The roof is divided into three separate connecting attics. The spaces even host spy holes, rumoured to exist so that eagle-eyed servants could catch naughty guests or thieves in the act.
The conical tower was also moved from the Washington, DC site and rebuilt in Newport. But what happened to the original lot in Dupont Circle?
Back in Dupont Circle, precious little was left when Bradley moved the mansion to Newport. The abandoned remains of the property sat untouched until 1931, when the iconic Art Deco-style Dupont Circle Building was built on the site, designed by architect Mihran Mesrobian.
The monumental mansion boasts 29 bedrooms and 18 bathrooms, as well as a roster of impressive features, such as the two-storey entrance hall, adorned with Medieval-inspired fixtures. This grand foyer features a stunning chandelier and an ornate wood-clad mezzanine.
Seaview Estate boasts its own unique whispering gallery, much like the one in St Paul's Cathedral. Now known as Cecilia Hall, the gallery is so designed that a person standing at one end of the space can hear whispers uttered from the other end.
Fortunately, many of the estate’s original features remain intact, such as the early Renaissance stained-glass window. Originally designed for the Milan Cathedral in Italy, 'The Flagellation', dating back to the mid-1540s, is possibly the building’s most prized detail.
Edson Bradley bought the window for the original Dupont Circle house, and it is rumoured to have once been owned by famed architect Stanford White. In one room, there's also an Opus 2140 pipe organ, made by Jacob Estey of Estey Organ Company, Brattleboro, Vermont. Unfortunately, it no longer works, and the mysterious organ can only be found via a trap door on the second floor, next to the chapel.
Edson Bradley spent five more summers at the mansion before his death in 1935. The couple's daughter, Julie Bradley Shipman, took over the estate and lived there until 1941. Many of the interiors have remained untouched ever since. During the Second World War, the house was used by the US Army as officers' quarters.
In 1949, the property was sold for just $8,000 – around $106,000 (£81k) in today's money – and it became an all-girls boarding school a year later. The building was reportedly known as ‘Burnham-by-the-Sea’ in the summer, and Newport School for Girls the rest of the year.
In 1974, Millicent and Martin T Carey of New York purchased the magnificent historic mansion.
Overwhelmed by the cost of upkeep for the building, the Careys decided to lease the main house and gatehouse to Salve Regina University, who renamed it the Carey Mansion.
On 31 August 2009, Salve Regina University terminated the lease with the Carey family, and the Careys’ daughter, Denise Anne Carey, an architect from New York, took up residence.

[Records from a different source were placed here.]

//! 主线程任务调度
//!
//! 宿主只允许在主线程上访问脚本对象。原生代码若在其他线程上需要触碰宿主，
//! 必须通过异步调度原语把任务投递到主线程，而不能直接调用宿主原语。
//!
//! ## 功能特性
//!
//! - 任意线程投递任务，立即返回
//! - 主线程批量/限量处理任务
//! - 关闭后拒绝新任务

use crossbeam_channel::{unbounded, Receiver, Sender};
use std::sync::atomic::{AtomicBool, AtomicU64, Ordering};
use std::sync::Arc;

use crate::core::thread_guard::ThreadAffinity;

/// 主线程任务
pub type Task = Box<dyn FnOnce() + Send + 'static>;

/// 投递到主线程的调度原语
///
/// 对应宿主的 post-to-main-thread 入口（NPAPI 的 `PluginThreadAsyncCall`，
/// COM 宿主的窗口消息）。
pub trait TaskScheduler: Send + Sync {
    /// 投递任务，返回是否被接受
    fn schedule(&self, task: Task) -> bool;
}

/// 基于通道的主线程任务队列
///
/// 宿主胶水层在自己的消息循环中调用 `process_main_thread_tasks()`。
///
/// # 示例
///
/// ```rust
/// use script_bridge::core::scheduler::{MainThreadQueue, TaskScheduler};
///
/// let queue = MainThreadQueue::new();
/// let handle = queue.handle();
/// std::thread::spawn(move || {
///     handle.schedule(Box::new(|| println!("on the main thread")));
/// })
/// .join()
/// .unwrap();
///
/// assert_eq!(queue.process_main_thread_tasks(), 1);
/// ```
pub struct MainThreadQueue {
    /// 主线程任务接收器
    main_thread_rx: Receiver<Task>,
    handle: MainThreadHandle,
    affinity: ThreadAffinity,
}

/// 可跨线程克隆的投递句柄
#[derive(Clone)]
pub struct MainThreadHandle {
    main_thread_tx: Sender<Task>,
    shut_down: Arc<AtomicBool>,
    posted: Arc<AtomicU64>,
}

impl MainThreadQueue {
    /// 创建任务队列，当前线程即为主线程
    pub fn new() -> Self {
        let (main_thread_tx, main_thread_rx) = unbounded();
        Self {
            main_thread_rx,
            handle: MainThreadHandle {
                main_thread_tx,
                shut_down: Arc::new(AtomicBool::new(false)),
                posted: Arc::new(AtomicU64::new(0)),
            },
            affinity: ThreadAffinity::current(),
        }
    }

    pub fn handle(&self) -> MainThreadHandle {
        self.handle.clone()
    }

    pub fn affinity(&self) -> &ThreadAffinity {
        &self.affinity
    }

    /// 在主线程执行任务
    ///
    /// 将任务加入队列，等待下次调用 `process_main_thread_tasks()` 时执行。
    pub fn run_on_main_thread<F>(&self, task: F) -> bool
    where
        F: FnOnce() + Send + 'static,
    {
        self.handle.schedule(Box::new(task))
    }

    /// 处理主线程任务队列（应在主循环中调用）
    ///
    /// 处理队列中的所有任务直到队列为空，返回处理的任务数。
    /// 任务执行期间投递的新任务也会在本次调用中处理。
    pub fn process_main_thread_tasks(&self) -> usize {
        self.affinity.assert_main_thread("process_main_thread_tasks");
        let mut processed = 0;
        while let Ok(task) = self.main_thread_rx.try_recv() {
            task();
            processed += 1;
        }
        processed
    }

    /// 处理主线程任务队列（限制数量）
    ///
    /// # 参数
    ///
    /// * `max_tasks` - 本次最多处理的任务数
    pub fn process_main_thread_tasks_limited(&self, max_tasks: usize) -> usize {
        self.affinity
            .assert_main_thread("process_main_thread_tasks_limited");
        let mut processed = 0;
        while processed < max_tasks {
            match self.main_thread_rx.try_recv() {
                Ok(task) => {
                    task();
                    processed += 1;
                }
                Err(_) => break,
            }
        }
        processed
    }

    pub fn pending(&self) -> usize {
        self.main_thread_rx.len()
    }

    /// 关闭队列，之后的投递全部被拒绝，已排队任务被丢弃
    pub fn shutdown(&self) {
        self.handle.shut_down.store(true, Ordering::SeqCst);
        let dropped = self.main_thread_rx.try_iter().count();
        if dropped > 0 {
            tracing::debug!(target: "bridge::scheduler", dropped, "discarded pending main thread tasks");
        }
    }
}

impl Default for MainThreadQueue {
    fn default() -> Self {
        Self::new()
    }
}

impl MainThreadHandle {
    pub fn is_shut_down(&self) -> bool {
        self.shut_down.load(Ordering::SeqCst)
    }

    /// 累计投递成功的任务数
    pub fn posted_count(&self) -> u64 {
        self.posted.load(Ordering::Relaxed)
    }
}

impl TaskScheduler for MainThreadHandle {
    fn schedule(&self, task: Task) -> bool {
        if self.is_shut_down() {
            return false;
        }
        match self.main_thread_tx.send(task) {
            Ok(()) => {
                self.posted.fetch_add(1, Ordering::Relaxed);
                true
            }
            Err(_) => false,
        }
    }
}

impl TaskScheduler for MainThreadQueue {
    fn schedule(&self, task: Task) -> bool {
        self.handle.schedule(task)
    }
}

She's thought to still live in the mansion.
An enduring piece of historical wonder, the property’s 400-mile move gained it a place in Ripley’s 'Believe It or Not' newspaper column.
In 2011, Syfy channel’s Ghost Hunters sent the Atlantic Paranormal Society team to investigate Seaview Terrace and meet Denise Anne Carey.
During the episode, the team reportedly heard a male voice in the grand hall saying, "Hello, is that you?", and experienced drastic temperature changes in the third-floor tower, along with a "door handle that turns by itself". The investigation led to "the loudest evidence they've ever heard," according to Syfy.
Just before Halloween in 2023, the Ghost Hunters team returned to Seaview, in what they described as one of their “most fascinating investigations.” With eerie noises, muffled whispering and ghostly drops in temperature, they reported unnerving goings on in the house once more.
Prior to the paranormal investigation, the mansion had been listed for just under $30 million (£22.9m) in 2021, but it appeared to have been removed from the market without sale in April 2022. Maybe the ghosts weren’t willing to share their lodgings!